- **The problem**:
Search the records for the string "Serialize" and return each line that has it.

- **Saved entries**:

- - - -

//! The bounded in-memory store

use serde_json::Value;
use std::collections::HashMap;
use tracing::{error, warn};

use crate::error::StoreResult;
use crate::persist::StoreBackend;

/// Per-node key-value map, capped at a maximum entry count.
///
/// Only the replication engine and the snapshot coordinator mutate it,
/// and both run on the node's single coordinator task, so no interior
/// locking is needed. The capacity cap applies to client puts; the
/// replication and snapshot paths bypass it, and [`persist`] truncates
/// to the cap on the way out.
///
/// [`persist`]: LocalStore::persist
pub struct LocalStore {
    entries: HashMap<String, Value>,
    max_entries: usize,
    backend: Box<dyn StoreBackend>,
}

impl LocalStore {
    pub fn new(max_entries: usize, backend: Box<dyn StoreBackend>) -> Self {
        Self {
            entries: HashMap::new(),
            max_entries,
            backend,
        }
    }

    /// Load persisted entries, truncating to the configured cap.
    pub fn load(&mut self) -> StoreResult<()> {
        let mut loaded = self.backend.load()?;
        if loaded.len() > self.max_entries {
            warn!(
                "Persisted store holds {} entries, truncating to {}",
                loaded.len(),
                self.max_entries
            );
            let keep: Vec<String> = loaded.keys().take(self.max_entries).cloned().collect();
            loaded.retain(|k, _| keep.contains(k));
        }
        self.entries = loaded;
        Ok(())
    }

    pub fn get(&self, key: &str) -> Option<&Value> {
        self.entries.get(key)
    }

    pub fn contains(&self, key: &str) -> bool {
        self.entries.contains_key(key)
    }

    pub fn insert(&mut self, key: String, value: Value) {
        self.entries.insert(key, value);
    }

    pub fn remove(&mut self, key: &str) -> Option<Value> {
        self.entries.remove(key)
    }

    pub fn len(&self) -> usize {
        self.entries.len()
    }

    pub fn is_empty(&self) -> bool {
        self.entries.is_empty()
    }

    /// True once the cap is reached; client puts are rejected past it.
    pub fn is_full(&self) -> bool {
        self.entries.len() >= self.max_entries
    }

    pub fn max_entries(&self) -> usize {
        self.max_entries
    }

    pub fn keys(&self) -> Vec<String> {
        self.entries.keys().cloned().collect()
    }

    /// Full copy of the map, the payload of an outgoing snapshot.
    pub fn dump(&self) -> HashMap<String, Value> {
        self.entries.clone()
    }

    /// Write the store to the durable backend, truncating to the cap.
    /// Failure is logged and swallowed: durability is best-effort and
    /// the in-memory state remains authoritative.
    pub fn persist(&self) {
        let result = if self.entries.len() > self.max_entries {
            let limited: HashMap<String, Value> = self
                .entries
                .iter()
                .take(self.max_entries)
                .map(|(k, v)| (k.clone(), v.clone()))
                .collect();
            self.backend.save(&limited)
        } else {
            self.backend.save(&self.entries)
        };

        if let Err(e) = result {
            error!("Failed to persist store: {}", e);
        }
    }
}

impl std::fmt::Debug for LocalStore {
    fn fmt(&self, f: &mut std::fmt::Formatter<'_>) -> std::fmt::Result {
        f.debug_struct("LocalStore")
            .field("entries", &self.entries.len())
            .field("max_entries", &self.max_entries)
            .finish()
    }
}

#[cfg(test)]
mod tests {
    use super::*;
    use crate::persist::{FileBackend, NullBackend};
    use serde_json::json;

    fn store(max: usize) -> LocalStore {
        LocalStore::new(max, Box::new(NullBackend))
    }

    #[test]
    fn test_insert_and_get() {
        let mut s = store(10);
        s.insert("x".to_string(), json!("1"));
        assert_eq!(s.get("x"), Some(&json!("1")));
        assert!(s.get("y").is_none());
    }

    #[test]
    fn test_full_at_cap() {
        let mut s = store(2);
        s.insert("a".to_string(), json!(1));
        assert!(!s.is_full());
        s.insert("b".to_string(), json!(2));
        assert!(s.is_full());
    }

    #[test]
    fn test_load_truncates_to_cap() {
        let dir = tempfile::tempdir().unwrap();
        let backend = FileBackend::for_node(dir.path(), "node1");

        let mut big = HashMap::new();
        for i in 0..5 {
            big.insert(format!("k{}", i), json!(i));
        }
        backend.save(&big).unwrap();

        let mut s = LocalStore::new(3, Box::new(FileBackend::for_node(dir.path(), "node1")));
        s.load().unwrap();
        assert_eq!(s.len(), 3);
    }

    #[test]
    fn test_persist_round_trip() {
        let dir = tempfile::tempdir().unwrap();

        {
            let mut s = LocalStore::new(
                10,
                Box::new(FileBackend::for_node(dir.path(), "node1")),
            );
            s.insert("x".to_string(), json!({"v": 1}));
            s.persist();
        }

        let mut reloaded = LocalStore::new(
            10,
            Box::new(FileBackend::for_node(dir.path(), "node1")),
        );
        reloaded.load().unwrap();
        assert_eq!(reloaded.get("x"), Some(&json!({"v": 1})));
    }
}
//! Cluster node identity and addressing

use chrono::Utc;
use serde::{Deserialize, Serialize};

/// Unique identifier for a cluster node
pub type NodeId = String;

/// A configured cluster member. The member list is static and identical
/// on every node; only liveness is dynamic, and each node tracks that
/// locally.
#[derive(Debug, Clone, PartialEq, Eq, Serialize, Deserialize)]
pub struct Member {
    /// Unique node identifier
    pub id: NodeId,
    /// Hostname or IP the node listens on
    pub host: String,
    /// Port the node listens on
    pub port: u16,
}

impl Member {
    pub fn new(id: impl Into<NodeId>, host: impl Into<String>, port: u16) -> Self {
        Self {
            id: id.into(),
            host: host.into(),
            port,
        }
    }

    /// WebSocket URL peers dial to reach this member
    pub fn peer_url(&self) -> String {
        format!("ws://{}:{}/cluster/ws", self.host, self.port)
    }

    /// WebSocket URL clients dial to reach this member
    pub fn client_url(&self) -> String {
        format!("ws://{}:{}/client/ws", self.host, self.port)
    }
}

/// Wall-clock milliseconds since the epoch, the timestamp unit used on
/// the wire for heartbeats and snapshots.
pub fn now_ms() -> i64 {
    Utc::now().timestamp_millis()
}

- - - -

- **Response**:
use serde::{Deserialize, Serialize};
#[derive(Debug, Clone, PartialEq, Eq, Serialize, Deserialize)]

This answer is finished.